Personally I didn't care what people wore to my wedding. Some of the children just wore their everyday clothes and that was fine by me. I didn't want anyone to have to go the expense of buying new clothes just to attend my wedding.

gofrotoes · 05/11/2011 10:01

skrumle but surely in the good old days black was a big no no in western weddings?
It's the colour of funerals (as is white in sikhism I think) and aren't asian weddings a bit more 'taditional' in that sense?

Not wearing colour of bride - well that is just polite unless you have been given leave to.

MajorBOO · 05/11/2011 10:09

How about offering to take the cousin's DD out for a shopping trip as a birthday present/early Xmas present?

Buy her a pretty non-red dress, problem solved.

Pagwatch · 05/11/2011 10:34

I would have been puzzled by a woman wearing black to a wedding. When did that become normal attire?

Blacksquirrel · 05/11/2011 10:58

Just let them wear whatever they like.

I doubt anyone will give them a second glance & you certainly won't be worrying about your guest's attire on the day. It's not worth arguing over.

heleninahandcart · 05/11/2011 12:46

She sounds like an attention seeking cah a difficult person.
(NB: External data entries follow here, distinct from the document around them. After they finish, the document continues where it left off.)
//! The normalized layout document handed to a renderer generator

use std::collections::BTreeMap;

use serde::Serialize;
use sha2::{Digest, Sha256};

use crate::document::Rgb;
use crate::layout::{Point, Size};

/// Schema version of the emitted layout document
pub const SCHEMA_VERSION: &str = "0.1.0";

/// Integer element identity; the artboard root is always `0`
pub type ElementId = u32;

/// RGBA color, alpha in `0.0..=1.0`
#[derive(Debug, Clone, Copy, PartialEq, Serialize)]
pub struct Color {
    pub r: u8,
    pub g: u8,
    pub b: u8,
    pub a: f64,
}

impl Color {
    pub fn from_rgb(rgb: Rgb, alpha: f64) -> Self {
        Self {
            r: rgb.r,
            g: rgb.g,
            b: rgb.b,
            a: alpha,
        }
    }

    /// `#rrggbb`, alpha dropped
    pub fn to_hex(&self) -> String {
        format!("#{:02x}{:02x}{:02x}", self.r, self.g, self.b)
    }
}

#[derive(Debug, Clone, Copy, PartialEq, Eq, Serialize)]
#[serde(rename_all = "snake_case")]
pub enum TextAlign {
    UpperLeft,
    UpperCenter,
    UpperRight,
    MiddleLeft,
    MiddleCenter,
    MiddleRight,
    LowerLeft,
    LowerCenter,
    LowerRight,
}

/// Typed payload of an element
///
/// Unset fields mean "leave the generator's default alone".
#[derive(Debug, Clone, PartialEq, Serialize)]
#[serde(tag = "type", rename_all = "snake_case")]
pub enum Component {
    Image {
        #[serde(skip_serializing_if = "Option::is_none")]
        sprite: Option<String>,
        #[serde(skip_serializing_if = "Option::is_none")]
        color: Option<Color>,
    },
    Text {
        #[serde(skip_serializing_if = "Option::is_none")]
        text: Option<String>,
        #[serde(skip_serializing_if = "Option::is_none")]
        size: Option<f64>,
        #[serde(skip_serializing_if = "Option::is_none")]
        color: Option<Color>,
        #[serde(skip_serializing_if = "Option::is_none")]
        align: Option<TextAlign>,
        #[serde(skip_serializing_if = "Option::is_none")]
        font: Option<String>,
    },
    Button,
    HorizontalList {
        #[serde(skip_serializing_if = "Option::is_none")]
        spacing: Option<f64>,
        #[serde(skip_serializing_if = "Option::is_none")]
        padding: Option<f64>,
    },
    VerticalList {
        #[serde(skip_serializing_if = "Option::is_none")]
        spacing: Option<f64>,
        #[serde(skip_serializing_if = "Option::is_none")]
        padding: Option<f64>,
    },
    /// Vertical list inside a scroll viewport
    ScrollList {
        #[serde(skip_serializing_if = "Option::is_none")]
        spacing: Option<f64>,
        #[serde(skip_serializing_if = "Option::is_none")]
        padding_top: Option<f64>,
        #[serde(skip_serializing_if = "Option::is_none")]
        padding_bottom: Option<f64>,
    },
}

#[derive(Debug, Clone, Copy, PartialEq, Eq, Serialize)]
#[serde(rename_all = "snake_case")]
pub enum AnchorX {
    Left,
    Center,
    Right,
    Stretch,
}

#[derive(Debug, Clone, Copy, PartialEq, Eq, Serialize)]
#[serde(rename_all = "snake_case")]
pub enum AnchorY {
    Top,
    Middle,
    Bottom,
    Stretch,
}

/// One node of the output layout
///
/// Position is relative to the parent's center with `y` growing upward.
#[derive(Debug, Clone, PartialEq, Serialize)]
pub struct Element {
    pub id: ElementId,
    pub name: String,
    pub position: Point,
    pub size: Size,
    pub anchor_x: AnchorX,
    pub anchor_y: AnchorY,
    pub visible: bool,
    pub components: Vec<Component>,
    pub children: Vec<ElementId>,
}

/// A binary file referenced by components through its file name
#[derive(Debug, Clone, PartialEq, Serialize)]
pub struct Asset {
    #[serde(rename = "type")]
    pub kind: AssetKind,
    #[serde(rename = "file")]
    pub file_name: String,
    #[serde(skip)]
    pub bytes: Vec<u8>,
}

#[derive(Debug, Clone, Copy, PartialEq, Eq, Serialize)]
#[serde(rename_all = "snake_case")]
pub enum AssetKind {
    Sprite,
}

impl Asset {
    pub fn sprite(file_name: impl Into<String>, bytes: impl Into<Vec<u8>>) -> Self {
        Self {
            kind: AssetKind::Sprite,
            file_name: file_name.into(),
            bytes: bytes.into(),
        }
    }
}

/// Assets in first-seen order, unique by file name
#[derive(Debug, Clone, Default, PartialEq)]
pub struct AssetList {
    assets: Vec<Asset>,
}

impl AssetList {
    pub fn new() -> Self {
        Self::default()
    }

    /// Add `asset` unless one with the same file name is already present
    pub fn add(&mut self, asset: Asset) -> bool {
        if self.contains(&asset.file_name) {
            return false;
        }
        self.assets.push(asset);
        true
    }

    pub fn extend(&mut self, assets: impl IntoIterator<Item = Asset>) {
        for asset in assets {
            self.add(asset);
        }
    }

    pub fn contains(&self, file_name: &str) -> bool {
        self.assets.iter().any(|a| a.file_name == file_name)
    }

    pub fn len(&self) -> usize {
        self.assets.len()
    }

    pub fn is_empty(&self) -> bool {
        self.assets.is_empty()
    }

    pub fn into_vec(self) -> Vec<Asset> {
        self.assets
    }
}

/// Provides asset bytes to a generator on demand
pub trait AssetLoader {
    fn load(&self, file_name: &str) -> Option<&[u8]>;
}

/// Schema version and producer of a layout document
#[derive(Debug, Clone, PartialEq, Serialize)]
pub struct DocumentMeta {
    pub version: String,
    pub source: String,
}

/// Everything the generator needs to build one artboard
#[derive(Debug, Clone, PartialEq, Serialize)]
pub struct LayoutDocument {
    pub meta: DocumentMeta,
    pub name: String,
    /// Content hash of the raw artboard, for stale-reference detection
    pub hash: String,
    pub root: ElementId,
    pub elements: BTreeMap<ElementId, Element>,
    pub assets: Vec<Asset>,
}

impl LayoutDocument {
    pub fn element(&self, id: ElementId) -> Option<&Element> {
        self.elements.get(&id)
    }

    pub fn root_element(&self) -> Option<&Element> {
        self.element(self.root)
    }

    pub fn to_json(&self) -> Result<String, serde_json::Error> {
        serde_json::to_string_pretty(self)
    }
}

impl AssetLoader for LayoutDocument {
    fn load(&self, file_name: &str) -> Option<&[u8]> {
        self.assets
            .iter()
            .find(|a| a.file_name == file_name)
            .map(|a| a.bytes.as_slice())
    }
}

/// Hex SHA-256 of the compact JSON form of `value`
pub fn content_hash<T: Serialize>(value: &T) -> Result<String, serde_json::Error> {
    let json = serde_json::to_vec(value)?;
    Ok(hex::encode(Sha256::digest(&json)))
}
//! Typed model of the design tool's export
//!
//! A [`DesignFile`] holds the artboards to import and the symbol registry
//! they reference. Nodes keep every field optional so that symbol
//! references can carry sparse overrides; see [`RawNode::merge_over`].

mod artboard;
pub mod name;
mod node;

pub use artboard::{Artboard, ArtboardGeometry, DesignFile, Resources};
pub use node::{
    ColorValue, Constraints, Font, GroupContent, Meta, NodeKind, Paint, RawNode, RepeatGrid,
    ResolvedNode, Rgb, ScrollAxis, ScrollDescriptor, ShapeGeometry, ShapePrimitive, Stroke, Style,
    TextAttributes, TextContent, TextFrame, Transform, UxMeta,
};
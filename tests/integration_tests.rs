//! Integration tests for the artboard import pipeline

use pretty_assertions::assert_eq;

use xd_layout::layout::BoundingBox;
use xd_layout::output::{AnchorX, AnchorY, Color};
use xd_layout::rules::RuleOutput;
use xd_layout::{
    import_artboard, import_file, Asset, AssetLoader, Component, DesignFile, ImportConfig,
    ImportError, LayoutDocument, LayoutError, ObjectRule, Point, ResolvedNode, RuleSet, Size,
};

const HOME: &str = r#"{
    "artboards": [{
        "name": "Home",
        "geometry": { "x": 0, "y": 0, "width": 200, "height": 100 },
        "children": [
            {
                "id": "bg", "name": "Background", "type": "rect",
                "style": { "fill": { "type": "solid", "color": { "value": { "r": 255, "g": 255, "b": 255 } } } },
                "shape": { "type": "rect", "x": 0, "y": 0, "width": 200, "height": 100 }
            },
            {
                "id": "title", "name": "Title", "type": "text",
                "transform": { "tx": 20, "ty": 30 },
                "style": { "font": { "postscriptName": "Inter-Regular", "size": 10 } },
                "text": { "rawText": "Hello", "frame": { "type": "positioned" } }
            },
            {
                "id": "buy", "type": "syncRef", "syncSourceGuid": "sym-button",
                "transform": { "tx": 150, "ty": 70 },
                "meta": { "ux": { "constraintRight": true, "constraintBottom": true } }
            }
        ]
    }],
    "resources": {
        "symbols": [{
            "id": "sym-button", "name": "Buy@button", "type": "group",
            "group": { "children": [{
                "id": "sym-button-bg", "name": "Fill", "type": "rect",
                "shape": { "type": "rect", "width": 40, "height": 20 }
            }] }
        }]
    }
}"#;

fn import_home() -> LayoutDocument {
    let file = DesignFile::from_json_str(HOME).expect("fixture should parse");
    let config = ImportConfig::default();
    let mut docs = import_file(&file, &RuleSet::builtin(&config), &config).expect("should import");
    assert_eq!(docs.len(), 1);
    docs.remove(0)
}

#[test]
fn test_identities_are_contiguous_from_root() {
    let doc = import_home();
    let ids: Vec<u32> = doc.elements.keys().copied().collect();
    assert_eq!(ids, vec![0, 1, 2, 3, 4]);
    assert_eq!(doc.root, 0);

    let root = doc.root_element().unwrap();
    assert_eq!(root.name, "Home");
    assert_eq!(root.size, Size::new(200.0, 100.0));
    assert_eq!(root.children, vec![1, 2, 3]);
}

#[test]
fn test_shape_becomes_image_with_sprite() {
    let doc = import_home();
    let bg = doc.element(1).unwrap();
    assert_eq!(bg.name, "Background");
    assert_eq!(bg.position, Point::new(0.0, 0.0));
    assert_eq!(bg.size, Size::new(200.0, 100.0));
    assert_eq!(
        bg.components,
        vec![Component::Image {
            sprite: Some("bg.svg".to_string()),
            color: Some(Color {
                r: 255,
                g: 255,
                b: 255,
                a: 1.0
            }),
        }]
    );
    assert!(doc.load("bg.svg").is_some_and(|bytes| bytes.starts_with(b"<svg")));
}

#[test]
fn test_symbol_instance_is_resolved_and_tagged() {
    let doc = import_home();
    let buy = doc.element(3).unwrap();
    assert_eq!(buy.name, "Buy");
    assert_eq!(buy.components, vec![Component::Button]);
    // instance rect spans (50, 20)..(90, 40) in artboard-centered space
    assert_eq!(buy.position, Point::new(70.0, -30.0));
    assert_eq!(buy.size, Size::new(40.0, 20.0));
    assert_eq!((buy.anchor_x, buy.anchor_y), (AnchorX::Right, AnchorY::Bottom));
    assert_eq!(buy.children, vec![4]);

    let fill = doc.element(4).unwrap();
    assert_eq!(fill.name, "Fill");
    assert_eq!(fill.position, Point::new(0.0, 0.0));
    assert_eq!((fill.anchor_x, fill.anchor_y), (AnchorX::Center, AnchorY::Middle));
}

#[test]
fn test_text_component() {
    let doc = import_home();
    let title = doc.element(2).unwrap();
    match &title.components[..] {
        [Component::Text {
            text, size, font, ..
        }] => {
            assert_eq!(text.as_deref(), Some("Hello"));
            assert_eq!(*size, Some(10.0));
            assert_eq!(font.as_deref(), Some("Inter-Regular"));
        }
        other => panic!("expected one text component, got {:?}", other),
    }
}

#[test]
fn test_assets_in_first_seen_order() {
    let doc = import_home();
    let files: Vec<&str> = doc.assets.iter().map(|a| a.file_name.as_str()).collect();
    assert_eq!(files, vec!["bg.svg", "sym-button-bg.svg"]);
}

#[test]
fn test_json_output_shape() {
    let doc = import_home();
    let json: serde_json::Value = serde_json::from_str(&doc.to_json().unwrap()).unwrap();

    assert_eq!(json["meta"]["source"], "xd-layout");
    assert_eq!(json["root"], 0);
    assert_eq!(json["elements"]["3"]["anchor_x"], "right");
    assert_eq!(json["elements"]["3"]["components"][0]["type"], "button");
    assert_eq!(
        json["assets"][0],
        serde_json::json!({ "type": "sprite", "file": "bg.svg" })
    );
}

#[test]
fn test_hash_tracks_raw_artboard() {
    let first = import_home();
    let second = import_home();
    assert_eq!(first.hash, second.hash);

    let changed = HOME.replace("\"rawText\": \"Hello\"", "\"rawText\": \"Bye\"");
    let file = DesignFile::from_json_str(&changed).unwrap();
    let config = ImportConfig::default();
    let docs = import_file(&file, &RuleSet::builtin(&config), &config).unwrap();
    assert_ne!(docs[0].hash, first.hash);
}

/// Emits a fixed sprite whose bytes carry the node identity
struct LogoRule;

impl ObjectRule for LogoRule {
    fn name(&self) -> &str {
        "logo"
    }

    fn matches(&self, node: &ResolvedNode) -> bool {
        node.has_parameter("logo")
    }

    fn size(&self, _node: &ResolvedNode, position: Point) -> BoundingBox {
        BoundingBox::new(position.x, position.y, 10.0, 10.0)
    }

    fn emit(&self, node: &ResolvedNode, _size: Size) -> Result<RuleOutput, LayoutError> {
        Ok(RuleOutput {
            components: vec![Component::Image {
                sprite: Some("logo.png".to_string()),
                color: None,
            }],
            assets: vec![Asset::sprite("logo.png", node.key().as_bytes().to_vec())],
        })
    }
}

#[test]
fn test_duplicate_asset_keeps_first_bytes() {
    let file = DesignFile::from_json_str(
        r#"{ "artboards": [{
            "name": "Logos",
            "geometry": { "width": 50, "height": 50 },
            "children": [
                { "id": "first", "name": "A@logo", "type": "rect" },
                { "id": "second", "name": "B@logo", "type": "rect", "transform": { "tx": 20, "ty": 0 } }
            ]
        }] }"#,
    )
    .unwrap();
    let config = ImportConfig::default();
    let rules = RuleSet::builder().object_rule(LogoRule).build(&config);

    let doc = import_artboard(&file.artboards[0], &file.resources, &rules, &config)
        .unwrap()
        .unwrap();
    assert_eq!(doc.assets.len(), 1);
    assert_eq!(doc.load("logo.png"), Some(b"first".as_slice()));
    assert_eq!(doc.elements.len(), 3);
}

#[test]
fn test_empty_artboard_is_skipped() {
    let file = DesignFile::from_json_str(
        r#"{ "artboards": [
            { "name": "Empty", "geometry": { "width": 10, "height": 10 } },
            { "name": "Full", "geometry": { "width": 10, "height": 10 },
              "children": [{ "id": "g", "name": "G", "type": "group" }] }
        ] }"#,
    )
    .unwrap();
    let config = ImportConfig::default();
    let docs = import_file(&file, &RuleSet::builtin(&config), &config).unwrap();
    let names: Vec<&str> = docs.iter().map(|d| d.name.as_str()).collect();
    assert_eq!(names, vec!["Full"]);
}

#[test]
fn test_shape_without_geometry_is_unknown() {
    let file = DesignFile::from_json_str(
        r#"{ "artboards": [{
            "name": "Broken",
            "geometry": { "width": 10, "height": 10 },
            "children": [{ "id": "r", "name": "Bare", "type": "rect" }]
        }] }"#,
    )
    .unwrap();
    let config = ImportConfig::default();
    let err = import_file(&file, &RuleSet::builtin(&config), &config).unwrap_err();

    let ImportError::Artboard { artboard, source } = err else {
        panic!("expected artboard context");
    };
    assert_eq!(artboard, "Broken");
    assert!(matches!(
        *source,
        ImportError::Layout(LayoutError::UnknownNodeKind { .. })
    ));
}

#[test]
fn test_unresolved_symbol_aborts_artboard() {
    let file = DesignFile::from_json_str(
        r#"{ "artboards": [{
            "name": "Dangling",
            "geometry": { "width": 10, "height": 10 },
            "children": [{ "id": "ref", "type": "syncRef", "syncSourceGuid": "gone" }]
        }] }"#,
    )
    .unwrap();
    let config = ImportConfig::default();
    let err = import_file(&file, &RuleSet::builtin(&config), &config).unwrap_err();
    insta::assert_snapshot!(
        err.to_string(),
        @"artboard 'Dangling': symbol resolution failed: unresolved symbol reference 'gone' on node '' (id: ref)"
    );
}

#[test]
fn test_unsupported_node_type_fails_only_its_artboard() {
    let file = DesignFile::from_json_str(
        r#"{ "artboards": [
            {
                "name": "Good",
                "geometry": { "width": 10, "height": 10 },
                "children": [{ "id": "g", "name": "Plain", "type": "group" }]
            },
            {
                "name": "Bad",
                "geometry": { "width": 10, "height": 10 },
                "children": [{ "id": "img", "name": "Photo", "type": "image" }]
            }
        ] }"#,
    )
    .expect("unknown node types should still load");
    let config = ImportConfig::default();
    let rules = RuleSet::builtin(&config);

    let good = import_artboard(&file.artboards[0], &file.resources, &rules, &config).unwrap();
    assert_eq!(good.map(|doc| doc.elements.len()), Some(2));

    let err = import_artboard(&file.artboards[1], &file.resources, &rules, &config).unwrap_err();
    match err {
        ImportError::Layout(LayoutError::UnknownNodeKind { name, id, .. }) => {
            assert_eq!((name.as_str(), id.as_str()), ("Photo", "img"));
        }
        other => panic!("expected unknown node kind, got {other:?}"),
    }

    let err = import_file(&file, &rules, &config).unwrap_err();
    assert!(matches!(err, ImportError::Artboard { ref artboard, .. } if artboard == "Bad"));
}

#[test]
fn test_reference_without_source_aborts_artboard() {
    let file = DesignFile::from_json_str(
        r#"{
            "artboards": [{
                "name": "Bare",
                "geometry": { "width": 10, "height": 10 },
                "children": [{ "id": "ref", "type": "syncRef" }]
            }],
            "resources": { "symbols": [{
                "id": "sym", "name": "Sym", "type": "group",
                "group": { "children": [{
                    "name": "Anon", "type": "rect",
                    "shape": { "type": "rect", "width": 4, "height": 4 }
                }] }
            }] }
        }"#,
    )
    .unwrap();
    let config = ImportConfig::default();
    let err = import_file(&file, &RuleSet::builtin(&config), &config).unwrap_err();
    insta::assert_snapshot!(
        err.to_string(),
        @"artboard 'Bare': symbol resolution failed: unresolved symbol reference '' on node '' (id: ref)"
    );
}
You need to tell her publicly that any woman who wore red would attract the wrong kind of attention at a Sikh wedding, and you wouldn't want her or her DD to be embarrassed Hmm

dieforrestdie · 05/11/2011 20:24

I like the idea of seeing if one/both would like a salwar kamzee/sari to wear (Sure we would fine one or eight that would fit ) and like idea of taking her DD shopping if they stick nose up at that one.
We didn't exactly rule black and white out just said try to avoid. We understand that is men just have black suits that is fine and if woman just have black trousers/skirt then fine (wedding is in winter so understandable) - but please try as best as they can to avoid.
I have had txts of friends worried that their only non black wedding attire (trousers0 (which is suitable) is grey and would this be okay - yes of course it is, they are making an attempt (which DCousin is not).
Another friend got really woried that her toddlers good dress is navy for winter and was really woried it would offend us, I'm not expecting people esp kids to get new outfits - I just said no problem just bung her in a bright cardi and tights and away we go.

Thank you

OP posts:
MrsTerryPratchett · 05/11/2011 20:40

I would LOVE the excuse chance to wear a salwar kamzee to a wedding I was lusting over them when my family member was looking at them. She eloped grrr. I second seeing if the DD would like to try one

MerryMarigold · 06/11/2011 15:14

OP, the thing is your stipulations have made people worry to what wear. Which is why I find them a bit unreasonable. People do worry about what to wear to weddings, I don't think it helps people's normal worries by implying that it's really important to you what they wear! You will not care, and probably most other people won't either, you'll hopefully be too busy celebrating.

Likewise wonder why you are turning this thing with the cousin into a Big Thing, when surely it is just her problem. Personally I would forget it rather than (potentially) cause further repercussions by offering to take people who you aren't really close to shopping for clothes.

My instince of a little bit of bridezilla-ism on your part is growing!!

ZombiePlan · 06/11/2011 17:12

I think it's unfair for people to hint at bridezilla-ism here. It's surely just good manners to not wear funereal or bridal colours to weddings. There is a whole spectrum of alternative colours that wedding guests can choose from. Anyone who can't cope with buying, borrowing or hiring appropriate clothes for a wedding should IMO just decline - it's a bit guestzilla to accept and then to whine to the bride about how difficult it is to fit in with her (fairly standard) wedding arrangements. Either go, or don't: simples. Just don't bloody bitch about how hard it all is.